Firstly, the very notion of ‘multilevel legal system’ is as inclusive as it is exclusive, depending on whether one relies on the traditional distinction between unitary and federal states or resorts to more nuanced re-imaginings of those traditional categories, which appear in wide-ranging varieties.
Secondly, the role of subnational actors can be investigated from multiple perspectives: We propose to focus on democratically elected political institutions at the so-called ‘intermediate’ or ‘regional’ level of government, in that they represent the institutional crossroads where the ever-present tension between the “static” division of competences traditionally associated with multilevel states and the “dynamic” interplay of hard-law provisions with instruments of a wholly different nature is particularly apparent. Investigating the norms that operate within the scope of inter-institutional relations implies taking a stance on the very concept of ‘law’: Legal literature is overflowing with theorizations and classifications as to what makes it possible for law to be defined as law.
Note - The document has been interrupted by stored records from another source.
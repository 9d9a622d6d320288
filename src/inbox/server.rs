//! HTTP server for the account message store
//!
//! Exposes a [`SqliteStore`] over HTTP so several client processes can share
//! one store. Mirrors the store contract exactly: snapshot reads and
//! whole-list replace, plus an admin append helper.
//!
//! # Routes
//!
//! - `GET /health` - Liveness check
//! - `POST /accounts/{account}` - Provision an empty account
//! - `GET /accounts/{account}/snapshot` - Full snapshot with derived unread count
//! - `PUT /accounts/{account}/messages` - Replace the whole message list
//! - `POST /accounts/{account}/messages` - Admin append (inserts at head)
//! - `GET /metrics` - Prometheus text exposition
//!
//! # Example
//!
//! ```no_run
//! use inbox_sync::inbox::StoreServer;
//! use std::path::PathBuf;
//!
//! #[tokio::main]
//! async fn main() {
//!     let server = StoreServer::new(PathBuf::from("inbox.db"))
//!         .expect("Failed to create server");
//!
//!     server.run("127.0.0.1:8086").await.expect("Server failed");
//! }
//! ```

use super::store::{append_message, MessageStore, StoreError};
use super::{AccountId, Message, MessageKind, SqliteStore};
use axum::{
    extract::{Path, State},
    http::StatusCode,
    response::IntoResponse,
    routing::{get, post},
    Json, Router,
};
use serde::{Deserialize, Serialize};
use std::path::PathBuf;
use std::sync::Arc;
use thiserror::Error;
use tokio::net::TcpListener;

/// Server error types
#[derive(Debug, Error)]
pub enum ServerError {
    #[error("Store error: {0}")]
    Store(#[from] StoreError),

    #[error("IO error: {0}")]
    Io(#[from] std::io::Error),

    #[error("Bind error: {0}")]
    Bind(String),
}

/// Shared server state
struct AppState {
    store: SqliteStore,
}

/// HTTP server for the message store
pub struct StoreServer {
    state: Arc<AppState>,
}

impl StoreServer {
    /// Create a server backed by the SQLite database at `db_path`
    pub fn new(db_path: PathBuf) -> Result<Self, ServerError> {
        let store = SqliteStore::open(db_path)?;
        Ok(Self::with_store(store))
    }

    /// Create a server around an existing store
    pub fn with_store(store: SqliteStore) -> Self {
        Self {
            state: Arc::new(AppState { store }),
        }
    }

    fn router(state: Arc<AppState>) -> Router {
        Router::new()
            .route("/health", get(health))
            .route("/metrics", get(metrics))
            .route("/accounts/{account}", post(provision))
            .route("/accounts/{account}/snapshot", get(get_snapshot))
            .route(
                "/accounts/{account}/messages",
                post(append).put(replace_messages),
            )
            .with_state(state)
    }

    /// Run the server on the given address
    pub async fn run(self, addr: &str) -> Result<(), ServerError> {
        let listener = TcpListener::bind(addr)
            .await
            .map_err(|e| ServerError::Bind(e.to_string()))?;

        tracing::info!(addr = addr, "Store server listening");
        self.serve(listener).await
    }

    /// Serve on an already bound listener
    pub async fn serve(self, listener: TcpListener) -> Result<(), ServerError> {
        axum::serve(listener, Self::router(self.state))
            .await
            .map_err(ServerError::Io)
    }

    /// Get a reference to the store (for testing)
    pub fn store(&self) -> &SqliteStore {
        &self.state.store
    }
}

// ============================================================================
// Request/Response types
// ============================================================================

/// Snapshot as served over the wire
#[derive(Debug, Serialize, Deserialize)]
#[serde(rename_all = "camelCase")]
pub struct SnapshotResponse {
    pub messages: Vec<Message>,
    pub unread_count: usize,
}

/// Whole-list replace body
#[derive(Debug, Serialize, Deserialize)]
pub struct ReplaceRequest {
    pub messages: Vec<Message>,
}

/// Admin append body
#[derive(Debug, Serialize, Deserialize)]
pub struct AppendRequest {
    #[serde(default)]
    pub kind: MessageKind,
    pub text: String,
    #[serde(default)]
    pub sender: Option<String>,
}

/// Error response
#[derive(Debug, Serialize, Deserialize)]
pub struct ErrorResponse {
    pub error: String,
}

type ApiError = (StatusCode, Json<ErrorResponse>);

fn store_error(e: StoreError) -> ApiError {
    let status = match &e {
        StoreError::AccountNotFound(_) => StatusCode::NOT_FOUND,
        StoreError::Rejected(_) => StatusCode::CONFLICT,
        StoreError::Unavailable(_) => StatusCode::SERVICE_UNAVAILABLE,
        _ => StatusCode::INTERNAL_SERVER_ERROR,
    };
    (
        status,
        Json(ErrorResponse {
            error: e.to_string(),
        }),
    )
}

// ============================================================================
// Handlers
// ============================================================================

async fn health() -> impl IntoResponse {
    Json(serde_json::json!({ "status": "ok" }))
}

async fn metrics() -> impl IntoResponse {
    crate::metrics::render()
}

async fn provision(
    State(state): State<Arc<AppState>>,
    Path(account): Path<String>,
) -> Result<impl IntoResponse, ApiError> {
    let account = AccountId::new(account);
    state.store.provision(&account).await.map_err(store_error)?;
    tracing::info!(account = %account, "Provisioned account");
    Ok((
        StatusCode::CREATED,
        Json(serde_json::json!({ "success": true })),
    ))
}

async fn get_snapshot(
    State(state): State<Arc<AppState>>,
    Path(account): Path<String>,
) -> Result<impl IntoResponse, ApiError> {
    let account = AccountId::new(account);
    let snapshot = state
        .store
        .get_snapshot(&account)
        .await
        .map_err(store_error)?;

    Ok(Json(SnapshotResponse {
        unread_count: snapshot.unread_count(),
        messages: snapshot.messages,
    }))
}

async fn replace_messages(
    State(state): State<Arc<AppState>>,
    Path(account): Path<String>,
    Json(req): Json<ReplaceRequest>,
) -> Result<impl IntoResponse, ApiError> {
    let account = AccountId::new(account);
    let count = req.messages.len();
    state
        .store
        .replace_messages(&account, req.messages)
        .await
        .map_err(store_error)?;

    tracing::debug!(account = %account, messages = count, "Replaced message list");
    Ok(Json(serde_json::json!({ "success": true })))
}

async fn append(
    State(state): State<Arc<AppState>>,
    Path(account): Path<String>,
    Json(req): Json<AppendRequest>,
) -> Result<impl IntoResponse, ApiError> {
    let account = AccountId::new(account);
    let mut message = Message::new(req.kind, req.text);
    if let Some(sender) = req.sender {
        message = message.with_sender(sender);
    }
    let id = message.id.clone();

    append_message(&state.store, &account, message)
        .await
        .map_err(store_error)?;

    tracing::info!(account = %account, message_id = %id, "Appended message");
    Ok(Json(serde_json::json!({ "success": true, "id": id })))
}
We propose to contribute to this debate by attempting a “goal-oriented” definition, focusing on regulatory instruments employed by subnational actors as mediators between political actors at the central level and individuals who come under the protection of the former. We have determined to circumscribe the object of such protection to the category of social rights, which comes with its own set of problems: Not only does every legal system have its own definition – or definitions – of rights that are socially relevant, but one of the underlying core
values of social rights in Western liberal democracies, which, incidentally, determine the “geographical” boundaries of our research, is uniformity, that is to say the guarantee that equal protection shall be accorded to individuals irrespective of, among other things, where they live within the territorial confines of the state. However, multilevel states are designed to accommodate and promote diversity and asymmetry, which requires that the egalitarian inspiration behind social rights be somehow reconciled with the degree of autonomy claimed by regional actors in setting their own policy objectives.
We propose that intergovernmental relations, and thus the regulatory instruments that are an integral part of institutional interplay, may be the means by which to achieve reconciliation between uniformity and asymmetry.
To that effect, we propose to investigate the concept of ‘soft law’ in general, in order to then place it within multilevel frameworks, and then within intergovernmental relations, before arriving at the aforementioned “goal-oriented” conceptualization, in a “Russian egg doll” fashion.
Our approach will be of a practical nature: Legal literature shall be given due consideration, but our main focus will be on day-to-day practices and regulatory instruments. In order to somewhat delimit the scope of our research, we will employ specific legal systems as case studies by dividing them into two groups: “Regional” states; “relatively traditional” federal states.